YOUR INSTRUCTIONS
All lines below containing the string "interval" are to be copied.

Data excerpts
== Segment start ==
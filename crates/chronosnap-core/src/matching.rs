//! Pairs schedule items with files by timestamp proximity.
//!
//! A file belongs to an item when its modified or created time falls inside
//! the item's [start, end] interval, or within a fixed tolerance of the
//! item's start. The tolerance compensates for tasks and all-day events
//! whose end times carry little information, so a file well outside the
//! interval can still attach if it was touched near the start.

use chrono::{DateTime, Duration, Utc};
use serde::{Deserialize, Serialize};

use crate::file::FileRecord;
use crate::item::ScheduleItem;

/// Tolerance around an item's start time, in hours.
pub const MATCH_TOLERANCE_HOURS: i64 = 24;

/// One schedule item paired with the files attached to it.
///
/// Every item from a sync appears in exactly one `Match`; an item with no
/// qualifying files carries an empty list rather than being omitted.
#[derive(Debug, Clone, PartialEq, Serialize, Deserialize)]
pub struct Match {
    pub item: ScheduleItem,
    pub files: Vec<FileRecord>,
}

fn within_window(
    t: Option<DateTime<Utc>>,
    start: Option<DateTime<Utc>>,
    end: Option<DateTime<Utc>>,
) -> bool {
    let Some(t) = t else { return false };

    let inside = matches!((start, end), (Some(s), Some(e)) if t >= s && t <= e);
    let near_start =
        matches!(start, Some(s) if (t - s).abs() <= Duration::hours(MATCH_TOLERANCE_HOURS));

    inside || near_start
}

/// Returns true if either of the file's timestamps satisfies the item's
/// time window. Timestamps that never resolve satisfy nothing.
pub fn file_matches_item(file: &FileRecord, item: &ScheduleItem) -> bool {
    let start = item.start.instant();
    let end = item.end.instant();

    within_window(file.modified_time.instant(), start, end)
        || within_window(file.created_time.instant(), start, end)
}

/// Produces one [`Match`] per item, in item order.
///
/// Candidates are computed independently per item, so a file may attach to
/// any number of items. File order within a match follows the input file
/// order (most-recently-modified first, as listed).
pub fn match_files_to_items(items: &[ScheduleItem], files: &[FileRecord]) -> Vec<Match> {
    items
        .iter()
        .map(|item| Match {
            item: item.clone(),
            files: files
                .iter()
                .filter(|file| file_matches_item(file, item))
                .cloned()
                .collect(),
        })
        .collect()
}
== Segment end ==
YOUR SOLUTION
//! the item's [start, end] interval, or within a fixed tolerance of the
//! interval can still attach if it was touched near the start.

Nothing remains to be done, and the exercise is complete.